[[ DATA open ]]

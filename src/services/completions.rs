// SPDX-License-Identifier: MIT
// Copyright 2026 Roland Dreier <roland@rolandd.dev>

//! Completed catalog routes and the profile counters built on them.

use crate::db::{collections, DataStore, Filter, StoreError};
use crate::models::{CompletedRoute, CompletedRouteEntry, RouteCandidate, UserStats};
use crate::services::catalog::RouteCatalog;
use crate::time_utils::format_utc_rfc3339;
use std::collections::HashMap;

#[derive(Clone)]
pub struct CompletionService {
    store: DataStore,
    catalog: RouteCatalog,
}

impl CompletionService {
    pub fn new(store: DataStore, catalog: RouteCatalog) -> Self {
        Self { store, catalog }
    }

    /// Record that the user walked `route_id`.
    ///
    /// `Ok(None)` if the route is not in the catalog.
    pub async fn mark_completed(
        &self,
        user_id: &str,
        route_id: &str,
        duration_minutes: u32,
        rating: Option<u8>,
    ) -> Result<Option<CompletedRoute>, StoreError> {
        if self.catalog.get_route(route_id).await?.is_none() {
            return Ok(None);
        }

        let completion = CompletedRoute {
            id: String::new(),
            user_id: user_id.to_string(),
            route_id: route_id.to_string(),
            completed_at: format_utc_rfc3339(chrono::Utc::now()),
            duration_minutes,
            rating,
        };
        let stored = self
            .store
            .insert_as(collections::COMPLETED_ROUTES, &completion)
            .await?;
        tracing::info!(user_id, route_id, duration_minutes, "Route completed");
        Ok(Some(stored))
    }

    /// The user's completions, most recent first, each with its route.
    pub async fn list(&self, user_id: &str) -> Result<Vec<CompletedRouteEntry>, StoreError> {
        let mut completions: Vec<CompletedRoute> = self
            .store
            .get_as(
                collections::COMPLETED_ROUTES,
                &Filter::all().eq("user_id", user_id),
            )
            .await?;
        if completions.is_empty() {
            return Ok(Vec::new());
        }
        // RFC 3339 UTC strings sort chronologically
        completions.sort_by(|a, b| b.completed_at.cmp(&a.completed_at));

        let routes: HashMap<String, RouteCandidate> = self
            .store
            .get_as::<RouteCandidate>(collections::ROUTES, &Filter::all())
            .await?
            .into_iter()
            .map(|r| (r.id.clone(), r))
            .collect();

        Ok(completions
            .into_iter()
            .map(|completion| CompletedRouteEntry {
                route: routes.get(&completion.route_id).cloned(),
                completion,
            })
            .collect())
    }

    /// Favorite, completed-route and finished-walk counts.
    ///
    /// A counter that cannot be read is reported as zero.
    pub async fn stats(&self, user_id: &str) -> UserStats {
        let favorites = self
            .count(collections::USER_FAVORITES, Filter::all().eq("user_id", user_id))
            .await;
        let completed_routes = self
            .count(collections::COMPLETED_ROUTES, Filter::all().eq("user_id", user_id))
            .await;
        let walks = self
            .count(
                collections::TRACKING_SESSIONS,
                Filter::all().eq("user_id", user_id).eq("is_active", false),
            )
            .await;

        UserStats {
            favorites,
            completed_routes,
            walks,
        }
    }

    async fn count(&self, collection: &str, filter: Filter) -> usize {
        match self.store.get(collection, &filter).await {
            Ok(records) => records.len(),
            Err(e) => {
                tracing::warn!(collection, error = %e, "Failed to count records");
                0
            }
        }
    }
}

[[ DATA closed ]]

(EXERCISE BRIEF)
Write out the records once more, precisely as they stand.

(REPLY)
filename src/services/completions.rs
// SPDX-License-Identifier: MIT
// Copyright 2026 Roland Dreier <roland@rolandd.dev>

//! Completed catalog routes and the profile counters built on them.

use crate::db::{collections, DataStore, Filter, StoreError};
use crate::models::{CompletedRoute, CompletedRouteEntry, RouteCandidate, UserStats};
use crate::services::catalog::RouteCatalog;
use crate::time_utils::format_utc_rfc3339;
use std::collections::HashMap;

#[derive(Clone)]
pub struct CompletionService {
    store: DataStore,
    catalog: RouteCatalog,
}

impl CompletionService {
    pub fn new(store: DataStore, catalog: RouteCatalog) -> Self {
        Self { store, catalog }
    }

    /// Record that the user walked `route_id`.
    ///
    /// `Ok(None)` if the route is not in the catalog.
    pub async fn mark_completed(
        &self,
        user_id: &str,
        route_id: &str,
        duration_minutes: u32,
        rating: Option<u8>,
    ) -> Result<Option<CompletedRoute>, StoreError> {
        if self.catalog.get_route(route_id).await?.is_none() {
            return Ok(None);
        }

        let completion = CompletedRoute {
            id: String::new(),
            user_id: user_id.to_string(),
            route_id: route_id.to_string(),
            completed_at: format_utc_rfc3339(chrono::Utc::now()),
            duration_minutes,
            rating,
        };
        let stored = self
            .store
            .insert_as(collections::COMPLETED_ROUTES, &completion)
            .await?;
        tracing::info!(user_id, route_id, duration_minutes, "Route completed");
        Ok(Some(stored))
    }

    /// The user's completions, most recent first, each with its route.
    pub async fn list(&self, user_id: &str) -> Result<Vec<CompletedRouteEntry>, StoreError> {
        let mut completions: Vec<CompletedRoute> = self
            .store
            .get_as(
                collections::COMPLETED_ROUTES,
                &Filter::all().eq("user_id", user_id),
            )
            .await?;
        if completions.is_empty() {
            return Ok(Vec::new());
        }
        // RFC 3339 UTC strings sort chronologically
        completions.sort_by(|a, b| b.completed_at.cmp(&a.completed_at));

        let routes: HashMap<String, RouteCandidate> = self
            .store
            .get_as::<RouteCandidate>(collections::ROUTES, &Filter::all())
            .await?
            .into_iter()
            .map(|r| (r.id.clone(), r))
            .collect();

        Ok(completions
            .into_iter()
            .map(|completion| CompletedRouteEntry {
                route: routes.get(&completion.route_id).cloned(),
                completion,
            })
            .collect())
    }

    /// Favorite, completed-route and finished-walk counts.
    ///
    /// A counter that cannot be read is reported as zero.
    pub async fn stats(&self, user_id: &str) -> UserStats {
        let favorites = self
            .count(collections::USER_FAVORITES, Filter::all().eq("user_id", user_id))
            .await;
        let completed_routes = self
            .count(collections::COMPLETED_ROUTES, Filter::all().eq("user_id", user_id))
            .await;
        let walks = self
            .count(
                collections::TRACKING_SESSIONS,
                Filter::all().eq("user_id", user_id).eq("is_active", false),
            )
            .await;

        UserStats {
            favorites,
            completed_routes,
            walks,
        }
    }

    async fn count(&self, collection: &str, filter: Filter) -> usize {
        match self.store.get(collection, &filter).await {
            Ok(records) => records.len(),
            Err(e) => {
                tracing::warn!(collection, error = %e, "Failed to count records");
                0
            }
        }
    }
}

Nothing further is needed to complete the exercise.